Exercise prompt -
From the records below, state how many lines hold the string "NotIn", without any other text.

Source data -
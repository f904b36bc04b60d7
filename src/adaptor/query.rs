use crate::error::{invalid_argument, DbResult};
use crate::model::{FieldPath, ResourcePath};
use crate::value::{Value, ValueKind};

#[derive(Clone, Copy, Debug, PartialEq, Eq)]
pub enum FilterOperator {
    LessThan,
    LessThanOrEqual,
    Equal,
    NotEqual,
    GreaterThanOrEqual,
    GreaterThan,
    ArrayContains,
    ArrayContainsAny,
    In,
    NotIn,
}

impl FilterOperator {
    pub fn as_str(&self) -> &'static str {
        match self {
            FilterOperator::LessThan => "LESS_THAN",
            FilterOperator::LessThanOrEqual => "LESS_THAN_OR_EQUAL",
            FilterOperator::Equal => "EQUAL",
            FilterOperator::NotEqual => "NOT_EQUAL",
            FilterOperator::GreaterThanOrEqual => "GREATER_THAN_OR_EQUAL",
            FilterOperator::GreaterThan => "GREATER_THAN",
            FilterOperator::ArrayContains => "ARRAY_CONTAINS",
            FilterOperator::ArrayContainsAny => "ARRAY_CONTAINS_ANY",
            FilterOperator::In => "IN",
            FilterOperator::NotIn => "NOT_IN",
        }
    }

    pub fn is_inequality(&self) -> bool {
        matches!(
            self,
            FilterOperator::LessThan
                | FilterOperator::LessThanOrEqual
                | FilterOperator::GreaterThan
                | FilterOperator::GreaterThanOrEqual
                | FilterOperator::NotEqual
                | FilterOperator::NotIn
        )
    }

    fn takes_array(&self) -> bool {
        matches!(
            self,
            FilterOperator::ArrayContainsAny | FilterOperator::In | FilterOperator::NotIn
        )
    }
}

#[derive(Clone, Debug, PartialEq)]
pub struct FieldFilter {
    field: FieldPath,
    operator: FilterOperator,
    value: Value,
}

impl FieldFilter {
    pub fn new(field: FieldPath, operator: FilterOperator, value: Value) -> DbResult<Self> {
        if value.contains_sentinel() {
            return Err(invalid_argument(
                "Field value sentinels cannot be used in query filters",
            ));
        }
        if operator.takes_array() {
            match value.kind() {
                ValueKind::Array(values) if !values.is_empty() => {}
                _ => {
                    return Err(invalid_argument(format!(
                        "'{}' filters require a non-empty array",
                        operator.as_str()
                    )))
                }
            }
        }
        Ok(Self {
            field,
            operator,
            value,
        })
    }

    pub fn field(&self) -> &FieldPath {
        &self.field
    }

    pub fn operator(&self) -> FilterOperator {
        self.operator
    }

    pub fn value(&self) -> &Value {
        &self.value
    }
}

#[derive(Clone, Copy, Debug, PartialEq, Eq)]
pub enum OrderDirection {
    Ascending,
    Descending,
}

impl OrderDirection {
    pub fn as_str(&self) -> &'static str {
        match self {
            OrderDirection::Ascending => "ASCENDING",
            OrderDirection::Descending => "DESCENDING",
        }
    }

    fn flipped(self) -> Self {
        match self {
            OrderDirection::Ascending => OrderDirection::Descending,
            OrderDirection::Descending => OrderDirection::Ascending,
        }
    }
}

#[derive(Clone, Debug, PartialEq)]
pub struct OrderBy {
    field: FieldPath,
    direction: OrderDirection,
}

impl OrderBy {
    pub fn new(field: FieldPath, direction: OrderDirection) -> Self {
        Self { field, direction }
    }

    pub fn field(&self) -> &FieldPath {
        &self.field
    }

    pub fn direction(&self) -> OrderDirection {
        self.direction
    }
}

/// A cursor position. `inclusive` is true for `start_at`/`end_at`.
#[derive(Clone, Debug, PartialEq)]
pub struct Bound {
    values: Vec<Value>,
    inclusive: bool,
}

impl Bound {
    pub fn new(values: Vec<Value>, inclusive: bool) -> Self {
        Self { values, inclusive }
    }

    pub fn values(&self) -> &[Value] {
        &self.values
    }

    pub fn inclusive(&self) -> bool {
        self.inclusive
    }
}

#[derive(Clone, Copy, Debug, PartialEq, Eq, Default)]
pub enum LimitType {
    #[default]
    First,
    Last,
}

/// Native description of a collection query.
#[derive(Clone, Debug)]
pub struct QueryDefinition {
    collection: ResourcePath,
    filters: Vec<FieldFilter>,
    order_by: Vec<OrderBy>,
    limit: Option<u32>,
    limit_type: LimitType,
    start_at: Option<Bound>,
    end_at: Option<Bound>,
}

impl QueryDefinition {
    pub fn new(collection: ResourcePath) -> DbResult<Self> {
        if !collection.is_collection() {
            return Err(invalid_argument(format!(
                "'{}' is not a collection path",
                collection.canonical_string()
            )));
        }
        Ok(Self {
            collection,
            filters: Vec::new(),
            order_by: Vec::new(),
            limit: None,
            limit_type: LimitType::First,
            start_at: None,
            end_at: None,
        })
    }

    pub fn with_filter(mut self, filter: FieldFilter) -> Self {
        self.filters.push(filter);
        self
    }

    pub fn with_order_by(mut self, order: OrderBy) -> Self {
        self.order_by.push(order);
        self
    }

    pub fn with_limit(mut self, limit: u32, limit_type: LimitType) -> Self {
        self.limit = Some(limit);
        self.limit_type = limit_type;
        self
    }

    pub fn with_start_at(mut self, bound: Bound) -> Self {
        self.start_at = Some(bound);
        self
    }

    pub fn with_end_at(mut self, bound: Bound) -> Self {
        self.end_at = Some(bound);
        self
    }

    pub fn collection_path(&self) -> &ResourcePath {
        &self.collection
    }

    pub fn collection_id(&self) -> &str {
        self.collection.last_segment().unwrap_or_default()
    }

    /// Document path the collection hangs off; empty for root collections.
    pub fn parent_path(&self) -> ResourcePath {
        self.collection.parent().unwrap_or_else(ResourcePath::root)
    }

    pub fn filters(&self) -> &[FieldFilter] {
        &self.filters
    }

    pub fn explicit_order_by(&self) -> &[OrderBy] {
        &self.order_by
    }

    pub fn limit(&self) -> Option<u32> {
        self.limit
    }

    pub fn limit_type(&self) -> LimitType {
        self.limit_type
    }

    pub fn start_at(&self) -> Option<&Bound> {
        self.start_at.as_ref()
    }

    pub fn end_at(&self) -> Option<&Bound> {
        self.end_at.as_ref()
    }

    /// Ordering of the results: explicit orders, then the first inequality
    /// field when nothing is ordered, then the document name.
    pub fn result_order_by(&self) -> Vec<OrderBy> {
        let mut order = self.order_by.clone();
        if order.is_empty() {
            if let Some(filter) = self.filters.iter().find(|f| f.operator().is_inequality()) {
                order.push(OrderBy::new(filter.field().clone(), OrderDirection::Ascending));
            }
        }
        if !order.iter().any(|o| o.field().is_document_id()) {
            let direction = order
                .last()
                .map(OrderBy::direction)
                .unwrap_or(OrderDirection::Ascending);
            order.push(OrderBy::new(FieldPath::document_id(), direction));
        }
        order
    }

    /// Ordering sent to the backend. `limit_to_last` runs the query in
    /// reverse and the results are flipped back afterwards.
    pub fn request_order_by(&self) -> Vec<OrderBy> {
        let order = self.result_order_by();
        match self.limit_type {
            LimitType::First => order,
            LimitType::Last => order
                .into_iter()
                .map(|o| OrderBy::new(o.field, o.direction.flipped()))
                .collect(),
        }
    }

    pub fn request_start_at(&self) -> Option<&Bound> {
        match self.limit_type {
            LimitType::First => self.start_at.as_ref(),
            LimitType::Last => self.end_at.as_ref(),
        }
    }

    pub fn request_end_at(&self) -> Option<&Bound> {
        match self.limit_type {
            LimitType::First => self.end_at.as_ref(),
            LimitType::Last => self.start_at.as_ref(),
        }
    }
}

#[cfg(test)]
mod tests {
    use super::*;

    fn definition() -> QueryDefinition {
        QueryDefinition::new(ResourcePath::parse("users").unwrap()).unwrap()
    }

    #[test]
    fn appends_document_name_ordering() {
        let order = definition().result_order_by();
        assert_eq!(order.len(), 1);
        assert!(order[0].field().is_document_id());
    }

    #[test]
    fn inequality_field_orders_first() {
        let query = definition().with_filter(
            FieldFilter::new(
                FieldPath::from_dot_separated("age").unwrap(),
                FilterOperator::GreaterThan,
                Value::from_integer(18),
            )
            .unwrap(),
        );
        let order = query.result_order_by();
        assert_eq!(order[0].field().canonical_string(), "age");
        assert!(order[1].field().is_document_id());
    }

    #[test]
    fn limit_to_last_flips_request_order_and_cursors() {
        let query = definition()
            .with_order_by(OrderBy::new(
                FieldPath::from_dot_separated("age").unwrap(),
                OrderDirection::Ascending,
            ))
            .with_limit(2, LimitType::Last)
            .with_start_at(Bound::new(vec![Value::from_integer(1)], true));
        let order = query.request_order_by();
        assert!(order
            .iter()
            .all(|o| o.direction() == OrderDirection::Descending));
        assert!(query.request_start_at().is_none());
        assert!(query.request_end_at().is_some());
    }

    #[test]
    fn in_filters_need_values() {
        let err = FieldFilter::new(
            FieldPath::from_dot_separated("tag").unwrap(),
            FilterOperator::In,
            Value::from_array(Vec::new()),
        )
        .unwrap_err();
        assert_eq!(err.code_str(), "firestore/invalid-argument");
    }

    #[test]
    fn rejects_document_paths() {
        assert!(QueryDefinition::new(ResourcePath::parse("users/sasha").unwrap()).is_err());
    }
}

Response to this task -
4